EXERCISE OBJECTIVE
Among the entries below, find the lines holding "Nightmare" and copy them.

INPUT
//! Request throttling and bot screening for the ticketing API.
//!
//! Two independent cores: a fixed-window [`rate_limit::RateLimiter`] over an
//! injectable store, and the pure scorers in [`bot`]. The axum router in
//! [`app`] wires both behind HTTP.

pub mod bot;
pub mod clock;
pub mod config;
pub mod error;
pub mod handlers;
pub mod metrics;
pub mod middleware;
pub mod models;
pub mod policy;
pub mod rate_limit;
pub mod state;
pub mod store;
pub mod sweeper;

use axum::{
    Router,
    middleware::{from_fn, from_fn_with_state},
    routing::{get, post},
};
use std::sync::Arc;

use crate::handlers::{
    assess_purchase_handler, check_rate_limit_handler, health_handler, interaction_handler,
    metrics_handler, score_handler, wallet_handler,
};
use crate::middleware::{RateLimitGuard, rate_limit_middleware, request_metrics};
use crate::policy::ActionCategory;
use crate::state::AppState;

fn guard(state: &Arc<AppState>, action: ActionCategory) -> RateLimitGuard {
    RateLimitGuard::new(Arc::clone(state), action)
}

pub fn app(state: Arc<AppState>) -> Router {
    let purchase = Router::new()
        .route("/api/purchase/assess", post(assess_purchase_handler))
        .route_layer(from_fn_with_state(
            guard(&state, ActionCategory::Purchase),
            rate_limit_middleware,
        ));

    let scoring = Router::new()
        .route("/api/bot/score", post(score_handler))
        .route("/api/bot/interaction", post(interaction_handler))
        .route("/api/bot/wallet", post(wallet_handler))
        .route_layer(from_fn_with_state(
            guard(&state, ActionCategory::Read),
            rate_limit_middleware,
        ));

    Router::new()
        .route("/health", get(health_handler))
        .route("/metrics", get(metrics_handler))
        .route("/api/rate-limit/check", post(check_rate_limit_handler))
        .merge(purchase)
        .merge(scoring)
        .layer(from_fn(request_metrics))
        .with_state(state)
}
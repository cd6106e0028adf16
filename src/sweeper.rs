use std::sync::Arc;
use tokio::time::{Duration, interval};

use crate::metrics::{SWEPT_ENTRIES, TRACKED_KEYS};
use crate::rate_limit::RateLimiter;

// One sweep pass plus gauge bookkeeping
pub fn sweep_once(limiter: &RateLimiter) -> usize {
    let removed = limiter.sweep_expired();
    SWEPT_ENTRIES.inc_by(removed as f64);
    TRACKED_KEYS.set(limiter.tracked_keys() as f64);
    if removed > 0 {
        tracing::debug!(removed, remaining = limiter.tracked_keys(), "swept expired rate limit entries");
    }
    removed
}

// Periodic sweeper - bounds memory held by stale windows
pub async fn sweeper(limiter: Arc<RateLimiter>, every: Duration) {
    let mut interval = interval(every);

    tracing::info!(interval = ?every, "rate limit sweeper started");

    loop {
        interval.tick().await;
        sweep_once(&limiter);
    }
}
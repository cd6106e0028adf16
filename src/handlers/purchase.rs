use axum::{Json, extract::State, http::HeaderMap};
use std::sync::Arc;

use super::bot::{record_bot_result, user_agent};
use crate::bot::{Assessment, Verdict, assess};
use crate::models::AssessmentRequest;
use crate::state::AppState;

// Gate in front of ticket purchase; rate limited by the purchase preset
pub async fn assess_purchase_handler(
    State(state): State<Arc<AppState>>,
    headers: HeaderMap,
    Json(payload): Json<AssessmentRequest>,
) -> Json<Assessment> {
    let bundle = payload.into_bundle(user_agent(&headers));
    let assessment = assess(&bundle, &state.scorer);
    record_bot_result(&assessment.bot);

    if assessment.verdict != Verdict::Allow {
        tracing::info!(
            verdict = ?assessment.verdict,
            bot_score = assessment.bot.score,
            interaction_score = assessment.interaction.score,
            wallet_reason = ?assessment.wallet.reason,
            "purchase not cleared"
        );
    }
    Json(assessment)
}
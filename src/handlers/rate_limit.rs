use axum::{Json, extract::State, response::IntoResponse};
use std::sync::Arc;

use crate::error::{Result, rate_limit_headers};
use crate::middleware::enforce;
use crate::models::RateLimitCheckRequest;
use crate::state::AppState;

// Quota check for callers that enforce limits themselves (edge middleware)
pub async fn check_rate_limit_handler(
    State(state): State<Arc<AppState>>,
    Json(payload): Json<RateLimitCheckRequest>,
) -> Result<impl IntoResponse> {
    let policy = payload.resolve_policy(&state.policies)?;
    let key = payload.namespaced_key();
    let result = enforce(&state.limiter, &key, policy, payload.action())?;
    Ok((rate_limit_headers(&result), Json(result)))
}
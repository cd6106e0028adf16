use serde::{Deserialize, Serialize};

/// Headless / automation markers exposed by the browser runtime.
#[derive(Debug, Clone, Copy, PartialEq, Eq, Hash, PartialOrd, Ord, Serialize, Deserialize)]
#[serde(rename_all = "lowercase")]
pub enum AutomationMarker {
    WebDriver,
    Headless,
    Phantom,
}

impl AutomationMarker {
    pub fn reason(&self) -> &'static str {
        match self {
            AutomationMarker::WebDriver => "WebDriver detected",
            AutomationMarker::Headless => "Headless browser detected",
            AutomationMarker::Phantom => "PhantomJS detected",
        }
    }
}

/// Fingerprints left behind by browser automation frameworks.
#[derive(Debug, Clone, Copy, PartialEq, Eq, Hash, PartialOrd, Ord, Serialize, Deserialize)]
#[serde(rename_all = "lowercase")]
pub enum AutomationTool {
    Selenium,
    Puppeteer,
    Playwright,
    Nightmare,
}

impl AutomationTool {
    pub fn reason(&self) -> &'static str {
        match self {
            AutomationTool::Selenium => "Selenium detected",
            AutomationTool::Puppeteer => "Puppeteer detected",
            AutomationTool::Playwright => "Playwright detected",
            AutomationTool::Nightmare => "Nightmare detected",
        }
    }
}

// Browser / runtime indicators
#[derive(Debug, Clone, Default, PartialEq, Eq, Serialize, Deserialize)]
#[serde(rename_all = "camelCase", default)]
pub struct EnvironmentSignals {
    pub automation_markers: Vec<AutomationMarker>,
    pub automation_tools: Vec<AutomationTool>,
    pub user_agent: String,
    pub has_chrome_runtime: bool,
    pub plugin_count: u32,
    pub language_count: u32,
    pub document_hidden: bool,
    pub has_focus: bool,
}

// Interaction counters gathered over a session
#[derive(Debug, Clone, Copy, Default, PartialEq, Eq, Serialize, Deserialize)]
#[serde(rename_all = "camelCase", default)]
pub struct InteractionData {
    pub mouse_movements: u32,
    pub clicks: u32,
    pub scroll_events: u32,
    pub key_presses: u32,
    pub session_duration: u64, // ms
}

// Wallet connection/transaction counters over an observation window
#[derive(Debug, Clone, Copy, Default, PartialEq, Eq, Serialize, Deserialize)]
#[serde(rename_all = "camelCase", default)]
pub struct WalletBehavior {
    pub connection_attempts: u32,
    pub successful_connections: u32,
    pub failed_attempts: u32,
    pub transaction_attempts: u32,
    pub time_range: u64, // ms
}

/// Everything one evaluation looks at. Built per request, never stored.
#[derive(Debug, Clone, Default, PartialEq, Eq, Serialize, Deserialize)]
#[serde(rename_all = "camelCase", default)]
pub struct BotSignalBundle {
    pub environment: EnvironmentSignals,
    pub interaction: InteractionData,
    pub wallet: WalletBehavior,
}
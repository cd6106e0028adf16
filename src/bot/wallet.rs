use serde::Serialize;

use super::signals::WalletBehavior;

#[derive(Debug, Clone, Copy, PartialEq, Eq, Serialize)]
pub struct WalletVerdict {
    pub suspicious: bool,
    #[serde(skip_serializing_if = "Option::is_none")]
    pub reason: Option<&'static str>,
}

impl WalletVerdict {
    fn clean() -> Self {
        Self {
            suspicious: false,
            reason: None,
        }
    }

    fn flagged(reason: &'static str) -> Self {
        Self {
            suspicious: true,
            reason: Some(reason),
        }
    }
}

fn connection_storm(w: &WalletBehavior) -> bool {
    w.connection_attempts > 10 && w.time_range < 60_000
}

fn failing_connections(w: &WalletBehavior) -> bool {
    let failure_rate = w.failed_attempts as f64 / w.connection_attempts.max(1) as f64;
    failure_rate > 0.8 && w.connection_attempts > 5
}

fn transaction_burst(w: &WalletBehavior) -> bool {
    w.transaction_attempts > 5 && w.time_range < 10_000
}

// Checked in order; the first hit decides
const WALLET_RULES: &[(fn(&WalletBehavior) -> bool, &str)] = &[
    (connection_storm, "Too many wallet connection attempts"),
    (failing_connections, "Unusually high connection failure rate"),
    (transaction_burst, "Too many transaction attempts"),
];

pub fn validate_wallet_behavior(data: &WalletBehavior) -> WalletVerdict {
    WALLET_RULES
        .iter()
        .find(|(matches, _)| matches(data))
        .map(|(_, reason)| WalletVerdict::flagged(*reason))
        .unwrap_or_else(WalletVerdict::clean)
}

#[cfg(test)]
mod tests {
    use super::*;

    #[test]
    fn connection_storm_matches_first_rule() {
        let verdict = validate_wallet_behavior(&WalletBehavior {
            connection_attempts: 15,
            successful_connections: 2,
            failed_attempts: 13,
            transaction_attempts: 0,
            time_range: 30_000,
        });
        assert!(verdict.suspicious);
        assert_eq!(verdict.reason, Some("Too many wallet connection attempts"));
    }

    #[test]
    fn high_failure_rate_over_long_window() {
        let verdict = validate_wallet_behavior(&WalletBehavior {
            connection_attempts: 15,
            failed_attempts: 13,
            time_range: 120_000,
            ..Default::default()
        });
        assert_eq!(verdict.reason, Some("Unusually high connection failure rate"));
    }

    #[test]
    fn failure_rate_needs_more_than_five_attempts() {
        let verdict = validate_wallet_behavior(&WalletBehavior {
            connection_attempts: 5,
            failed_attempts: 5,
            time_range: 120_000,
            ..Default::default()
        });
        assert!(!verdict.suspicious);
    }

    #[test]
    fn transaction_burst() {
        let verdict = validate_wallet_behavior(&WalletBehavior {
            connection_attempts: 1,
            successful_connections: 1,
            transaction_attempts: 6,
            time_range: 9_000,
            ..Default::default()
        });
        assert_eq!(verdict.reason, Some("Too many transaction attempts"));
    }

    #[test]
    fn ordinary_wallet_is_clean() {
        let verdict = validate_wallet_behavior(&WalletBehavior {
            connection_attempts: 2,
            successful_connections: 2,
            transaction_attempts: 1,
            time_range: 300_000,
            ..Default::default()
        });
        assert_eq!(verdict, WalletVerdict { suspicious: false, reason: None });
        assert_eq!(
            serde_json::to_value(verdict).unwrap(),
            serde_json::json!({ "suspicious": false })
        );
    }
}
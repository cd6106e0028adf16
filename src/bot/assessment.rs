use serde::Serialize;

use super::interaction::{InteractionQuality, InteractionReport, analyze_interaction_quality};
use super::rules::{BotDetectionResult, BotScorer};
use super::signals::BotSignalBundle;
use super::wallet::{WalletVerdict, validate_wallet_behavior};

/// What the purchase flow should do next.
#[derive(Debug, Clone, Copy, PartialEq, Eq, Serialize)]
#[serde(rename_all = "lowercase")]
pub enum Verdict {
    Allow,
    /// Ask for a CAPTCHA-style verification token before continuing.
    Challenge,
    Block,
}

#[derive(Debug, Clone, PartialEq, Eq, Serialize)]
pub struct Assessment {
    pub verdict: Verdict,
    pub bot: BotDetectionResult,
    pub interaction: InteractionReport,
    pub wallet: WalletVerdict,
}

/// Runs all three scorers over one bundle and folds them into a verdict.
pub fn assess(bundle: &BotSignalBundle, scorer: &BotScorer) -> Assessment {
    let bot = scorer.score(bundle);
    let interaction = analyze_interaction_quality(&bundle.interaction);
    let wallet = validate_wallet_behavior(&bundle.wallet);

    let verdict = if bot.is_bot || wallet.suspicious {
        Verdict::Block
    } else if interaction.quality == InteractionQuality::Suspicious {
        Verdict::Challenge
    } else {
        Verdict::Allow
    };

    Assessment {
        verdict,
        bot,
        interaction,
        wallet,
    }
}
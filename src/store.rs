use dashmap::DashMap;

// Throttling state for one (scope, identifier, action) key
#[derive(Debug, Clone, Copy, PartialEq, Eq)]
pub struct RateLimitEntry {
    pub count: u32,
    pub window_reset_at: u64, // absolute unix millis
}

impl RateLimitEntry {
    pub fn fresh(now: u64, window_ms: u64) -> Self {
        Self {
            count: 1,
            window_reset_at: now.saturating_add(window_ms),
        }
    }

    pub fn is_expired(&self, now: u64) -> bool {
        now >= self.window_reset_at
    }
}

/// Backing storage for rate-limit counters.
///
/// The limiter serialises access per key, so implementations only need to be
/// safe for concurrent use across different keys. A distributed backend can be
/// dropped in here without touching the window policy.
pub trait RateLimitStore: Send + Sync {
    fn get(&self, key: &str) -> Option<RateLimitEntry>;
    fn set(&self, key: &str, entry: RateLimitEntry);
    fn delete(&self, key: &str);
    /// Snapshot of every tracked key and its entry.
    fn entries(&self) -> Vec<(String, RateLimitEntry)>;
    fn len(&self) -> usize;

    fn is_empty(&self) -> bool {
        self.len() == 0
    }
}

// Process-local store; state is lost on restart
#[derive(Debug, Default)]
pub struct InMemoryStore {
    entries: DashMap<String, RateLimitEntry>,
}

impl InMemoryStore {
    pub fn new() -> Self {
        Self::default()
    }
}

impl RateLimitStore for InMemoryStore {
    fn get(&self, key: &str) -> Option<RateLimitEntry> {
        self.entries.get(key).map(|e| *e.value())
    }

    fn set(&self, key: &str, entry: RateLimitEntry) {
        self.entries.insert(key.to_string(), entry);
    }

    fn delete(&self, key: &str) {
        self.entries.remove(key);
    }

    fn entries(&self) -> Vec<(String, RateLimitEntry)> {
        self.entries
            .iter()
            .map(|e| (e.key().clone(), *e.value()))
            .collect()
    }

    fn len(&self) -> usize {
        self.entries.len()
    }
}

WRITTEN SOLUTION
    Nightmare,
            AutomationTool::Nightmare => "Nightmare detected",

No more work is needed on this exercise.